• [EXERCISE]:
Restate the whole listing exactly, leaving nothing out.

• [EXERCISE INPUTS]:
##############################

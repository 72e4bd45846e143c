//! Character-by-character reveal of a finished answer.

use std::ops::Range;
use std::sync::LazyLock;
use std::time::Duration;

use regex::Regex;
use tokio_util::sync::CancellationToken;
use tracing::debug;

// Fenced and inline code, display and inline math.
static FAST_SPAN: LazyLock<Regex> = LazyLock::new(|| {
    Regex::new(r"(?s)```.*?```|`[^`\n]+`|\$\$.*?\$\$|\$[^$\n]+\$|\\\[.*?\\\]|\\\(.*?\\\)")
        .expect("invalid fast span regex")
});

#[derive(Debug, Clone, Copy, PartialEq, Eq)]
pub struct TypingPace {
    pub normal: Duration,
    pub fast: Duration,
}

impl Default for TypingPace {
    fn default() -> Self {
        Self {
            normal: Duration::from_millis(12),
            fast: Duration::from_millis(2),
        }
    }
}

#[derive(Debug, Clone, PartialEq, Eq)]
pub enum RevealOutcome {
    Finished(String),
    /// Holds whatever was shown before the token fired.
    Cancelled(String),
}

impl RevealOutcome {
    pub fn text(&self) -> &str {
        match self {
            RevealOutcome::Finished(text) | RevealOutcome::Cancelled(text) => text,
        }
    }
}

/// Byte ranges of `text` that are typed at the fast pace.
pub fn fast_spans(text: &str) -> Vec<Range<usize>> {
    FAST_SPAN.find_iter(text).map(|m| m.range()).collect()
}

pub async fn reveal<F>(
    text: &str,
    pace: TypingPace,
    cancel: &CancellationToken,
    mut on_chunk: F,
) -> RevealOutcome
where
    F: FnMut(&str),
{
    let spans = fast_spans(text);
    let mut span_iter = spans.iter().peekable();
    let mut revealed = String::with_capacity(text.len());
    let mut buf = [0u8; 4];

    for (offset, ch) in text.char_indices() {
        while span_iter.peek().is_some_and(|span| span.end <= offset) {
            span_iter.next();
        }
        let fast = span_iter.peek().is_some_and(|span| span.contains(&offset));
        let delay = if fast { pace.fast } else { pace.normal };

        tokio::select! {
            biased;
            _ = cancel.cancelled() => {
                debug!(shown = revealed.chars().count(), "reveal cancelled");
                return RevealOutcome::Cancelled(revealed);
            }
            _ = tokio::time::sleep(delay) => {}
        }

        on_chunk(ch.encode_utf8(&mut buf));
        revealed.push(ch);
    }
    RevealOutcome::Finished(revealed)
}

#[cfg(test)]
mod tests {
    use super::*;
    use tokio::time::Instant;

    #[test]
    fn spans_cover_code_and_math() {
        let text = "Use `x` then $$y$$ and \\(z\\) or\n```\ncode\n```";
        let spans: Vec<&str> = fast_spans(text).into_iter().map(|r| &text[r]).collect();
        assert_eq!(spans, vec!["`x`", "$$y$$", "\\(z\\)", "```\ncode\n```"]);
    }

    #[test]
    fn plain_prose_has_no_fast_spans() {
        assert!(fast_spans("It costs 5 dollars, not $ much.").is_empty());
    }

    #[tokio::test(start_paused = true)]
    async fn reveals_every_character_in_order() {
        let token = CancellationToken::new();
        let mut shown = String::new();
        let outcome = reveal("héllo **wörld**", TypingPace::default(), &token, |chunk| {
            shown.push_str(chunk)
        })
        .await;
        assert_eq!(outcome, RevealOutcome::Finished("héllo **wörld**".to_string()));
        assert_eq!(shown, "héllo **wörld**");
    }

    #[tokio::test(start_paused = true)]
    async fn code_spans_type_faster() {
        let pace = TypingPace {
            normal: Duration::from_millis(10),
            fast: Duration::from_millis(1),
        };
        let token = CancellationToken::new();
        let started = Instant::now();
        reveal("ab`cd`", pace, &token, |_| {}).await;
        let elapsed = started.elapsed();
        assert!(elapsed >= Duration::from_millis(24), "{elapsed:?}");
        assert!(elapsed < Duration::from_millis(30), "{elapsed:?}");
    }

    #[tokio::test(start_paused = true)]
    async fn cancelling_keeps_what_was_shown() {
        let token = CancellationToken::new();
        let mut count = 0;
        let outcome = reveal("abcdefghij", TypingPace::default(), &token, |_| {
            count += 1;
            if count == 4 {
                token.cancel();
            }
        })
        .await;
        assert_eq!(outcome, RevealOutcome::Cancelled("abcd".to_string()));
        assert_eq!(outcome.text(), "abcd");
    }

    #[tokio::test(start_paused = true)]
    async fn already_cancelled_shows_nothing() {
        let token = CancellationToken::new();
        token.cancel();
        let outcome = reveal("text", TypingPace::default(), &token, |_| {}).await;
        assert_eq!(outcome, RevealOutcome::Cancelled(String::new()));
    }
}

##############################

• [EXERCISE SOLUTION]:
repository 72e4bd45846e143c
//! Character-by-character reveal of a finished answer.

use std::ops::Range;
use std::sync::LazyLock;
use std::time::Duration;

use regex::Regex;
use tokio_util::sync::CancellationToken;
use tracing::debug;

// Fenced and inline code, display and inline math.
static FAST_SPAN: LazyLock<Regex> = LazyLock::new(|| {
    Regex::new(r"(?s)```.*?```|`[^`\n]+`|\$\$.*?\$\$|\$[^$\n]+\$|\\\[.*?\\\]|\\\(.*?\\\)")
        .expect("invalid fast span regex")
});

#[derive(Debug, Clone, Copy, PartialEq, Eq)]
pub struct TypingPace {
    pub normal: Duration,
    pub fast: Duration,
}

impl Default for TypingPace {
    fn default() -> Self {
        Self {
            normal: Duration::from_millis(12),
            fast: Duration::from_millis(2),
        }
    }
}

#[derive(Debug, Clone, PartialEq, Eq)]
pub enum RevealOutcome {
    Finished(String),
    /// Holds whatever was shown before the token fired.
    Cancelled(String),
}

impl RevealOutcome {
    pub fn text(&self) -> &str {
        match self {
            RevealOutcome::Finished(text) | RevealOutcome::Cancelled(text) => text,
        }
    }
}

/// Byte ranges of `text` that are typed at the fast pace.
pub fn fast_spans(text: &str) -> Vec<Range<usize>> {
    FAST_SPAN.find_iter(text).map(|m| m.range()).collect()
}

pub async fn reveal<F>(
    text: &str,
    pace: TypingPace,
    cancel: &CancellationToken,
    mut on_chunk: F,
) -> RevealOutcome
where
    F: FnMut(&str),
{
    let spans = fast_spans(text);
    let mut span_iter = spans.iter().peekable();
    let mut revealed = String::with_capacity(text.len());
    let mut buf = [0u8; 4];

    for (offset, ch) in text.char_indices() {
        while span_iter.peek().is_some_and(|span| span.end <= offset) {
            span_iter.next();
        }
        let fast = span_iter.peek().is_some_and(|span| span.contains(&offset));
        let delay = if fast { pace.fast } else { pace.normal };

        tokio::select! {
            biased;
            _ = cancel.cancelled() => {
                debug!(shown = revealed.chars().count(), "reveal cancelled");
                return RevealOutcome::Cancelled(revealed);
            }
            _ = tokio::time::sleep(delay) => {}
        }

        on_chunk(ch.encode_utf8(&mut buf));
        revealed.push(ch);
    }
    RevealOutcome::Finished(revealed)
}

#[cfg(test)]
mod tests {
    use super::*;
    use tokio::time::Instant;

    #[test]
    fn spans_cover_code_and_math() {
        let text = "Use `x` then $$y$$ and \\(z\\) or\n```\ncode\n```";
        let spans: Vec<&str> = fast_spans(text).into_iter().map(|r| &text[r]).collect();
        assert_eq!(spans, vec!["`x`", "$$y$$", "\\(z\\)", "```\ncode\n```"]);
    }

    #[test]
    fn plain_prose_has_no_fast_spans() {
        assert!(fast_spans("It costs 5 dollars, not $ much.").is_empty());
    }

    #[tokio::test(start_paused = true)]
    async fn reveals_every_character_in_order() {
        let token = CancellationToken::new();
        let mut shown = String::new();
        let outcome = reveal("héllo **wörld**", TypingPace::default(), &token, |chunk| {
            shown.push_str(chunk)
        })
        .await;
        assert_eq!(outcome, RevealOutcome::Finished("héllo **wörld**".to_string()));
        assert_eq!(shown, "héllo **wörld**");
    }

    #[tokio::test(start_paused = true)]
    async fn code_spans_type_faster() {
        let pace = TypingPace {
            normal: Duration::from_millis(10),
            fast: Duration::from_millis(1),
        };
        let token = CancellationToken::new();
        let started = Instant::now();
        reveal("ab`cd`", pace, &token, |_| {}).await;
        let elapsed = started.elapsed();
        assert!(elapsed >= Duration::from_millis(24), "{elapsed:?}");
        assert!(elapsed < Duration::from_millis(30), "{elapsed:?}");
    }

    #[tokio::test(start_paused = true)]
    async fn cancelling_keeps_what_was_shown() {
        let token = CancellationToken::new();
        let mut count = 0;
        let outcome = reveal("abcdefghij", TypingPace::default(), &token, |_| {
            count += 1;
            if count == 4 {
                token.cancel();
            }
        })
        .await;
        assert_eq!(outcome, RevealOutcome::Cancelled("abcd".to_string()));
        assert_eq!(outcome.text(), "abcd");
    }

    #[tokio::test(start_paused = true)]
    async fn already_cancelled_shows_nothing() {
        let token = CancellationToken::new();
        token.cancel();
        let outcome = reveal("text", TypingPace::default(), &token, |_| {}).await;
        assert_eq!(outcome, RevealOutcome::Cancelled(String::new()));
    }
}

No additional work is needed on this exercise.